Studies on the interaction of arylazido-beta-alanyl NAD+ with the mitochondrial NADH dehydrogenase.

Abstract

Arylazido-beta-alanyl NAD+ (A3'-O-(3-[N-(4-azido-2-nitrophenyl)amino]propionyl) NAD+) is a potent competitive inhibitor with respect to NADH (apparent Ki, 1.7-2.7 microM) for the purified mitochondrial NADH dehydrogenase (EC 1.6.99.3). Upon photoirradiation of the dehydrogenase in the presence of arylazido-beta-[3-3H]-alanyl NAD+, radioactivity was found to be associated with the Mr = 57,000 subunit without significant labeling of what are considered to be the enzyme's two smaller subunits.
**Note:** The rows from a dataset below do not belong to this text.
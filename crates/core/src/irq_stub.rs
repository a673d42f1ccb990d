// LabWired - Firmware Simulation Platform
// Copyright (C) 2026 Andrii Shylenko
//
// This software is released under the MIT License.
// See the LICENSE file in the project root for full license information.

use crate::snapshot::{IrqStubSnapshot, IRQ_STUB_SNAPSHOT_VERSION};
use crate::{BridgeError, BridgeResult, DigitalLevel, IrqLine};
use std::sync::atomic::{AtomicBool, Ordering};
use std::sync::Arc;

/// Device stub that forwards one interrupt level into the host's interrupt
/// controller.
///
/// Exported to the bridge like any other line; the only state is the latched
/// level, which takes part in save/restore.
#[derive(Debug)]
pub struct IrqStub {
    name: String,
    int_level: AtomicBool,
    output: Arc<dyn IrqLine>,
}

impl IrqStub {
    pub fn new(name: impl Into<String>, output: Arc<dyn IrqLine>) -> Self {
        Self {
            name: name.into(),
            int_level: AtomicBool::new(false),
            output,
        }
    }

    pub fn name(&self) -> &str {
        &self.name
    }

    pub fn int_level(&self) -> bool {
        self.int_level.load(Ordering::SeqCst)
    }

    fn update(&self) {
        self.output.set_level(self.int_level().into());
    }

    pub fn snapshot(&self) -> BridgeResult<serde_json::Value> {
        Ok(serde_json::to_value(IrqStubSnapshot {
            version: IRQ_STUB_SNAPSHOT_VERSION,
            int_level: self.int_level(),
        })?)
    }

    /// Restore the latched level and drive the output to match it.
    pub fn restore(&self, state: serde_json::Value) -> BridgeResult<()> {
        let snap: IrqStubSnapshot = serde_json::from_value(state)?;
        if snap.version != IRQ_STUB_SNAPSHOT_VERSION {
            return Err(BridgeError::SnapshotVersion(snap.version));
        }
        self.int_level.store(snap.int_level, Ordering::SeqCst);
        self.update();
        Ok(())
    }
}

impl IrqLine for IrqStub {
    fn set_level(&self, level: DigitalLevel) {
        self.int_level.store(level.into(), Ordering::SeqCst);
        self.update();
    }
}

#[cfg(test)]
mod tests {
    use super::*;
    use crate::signals::LevelLine;

    #[test]
    fn test_level_is_forwarded() {
        let gic = Arc::new(LevelLine::new());
        let stub = IrqStub::new("nvdla", gic.clone());
        stub.set_level(DigitalLevel::High);
        assert!(stub.int_level());
        assert!(gic.is_high());
        stub.set_level(DigitalLevel::Low);
        assert!(!gic.is_high());
    }

    #[test]
    fn test_snapshot_roundtrip_drives_output() {
        let gic = Arc::new(LevelLine::new());
        let stub = IrqStub::new("nvdla", gic.clone());
        stub.set_level(DigitalLevel::High);
        let snap = stub.snapshot().unwrap();
        assert_eq!(snap["version"], 1);
        assert_eq!(snap["int_level"], true);

        let restored_gic = Arc::new(LevelLine::new());
        let restored = IrqStub::new("nvdla", restored_gic.clone());
        restored.restore(snap).unwrap();
        assert!(restored.int_level());
        assert!(restored_gic.is_high());
    }

    #[test]
    fn test_snapshot_is_a_versioned_object() {
        let stub = IrqStub::new("nvdla", Arc::new(LevelLine::new()));
        let snap = stub.snapshot().unwrap();
        assert_eq!(
            snap,
            serde_json::json!({ "version": IRQ_STUB_SNAPSHOT_VERSION, "int_level": false })
        );
    }

    #[test]
    fn test_restore_rejects_unknown_version() {
        let stub = IrqStub::new("nvdla", Arc::new(LevelLine::new()));
        let err = stub
            .restore(serde_json::json!({ "version": 2, "int_level": true }))
            .unwrap_err();
        assert!(matches!(err, BridgeError::SnapshotVersion(2)));
        assert!(!stub.int_level());
    }
}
This labeling could be prevented by the presence of NADH during photoirradiation. In contrast to arylazido-beta-alanyl NAD+, arylazido-beta-alanyl NADP+ (N3'-O-(3-[N-(4-azido-2-nitrophenyl)amino]-propionyl) NADP+) did not inhibit dehydrogenase activity nor did photoirradiation of the enzyme in the presence of the radiolabeled analogue (arylazido-beta-[3-3H]alanyl NADP+) result in radioactivity being incorporated into the enzyme. It is concluded that the Mr -- 57,000 subunit contains the pyridine nucleotide-binding site of the mitochondrial NADH electron transport system.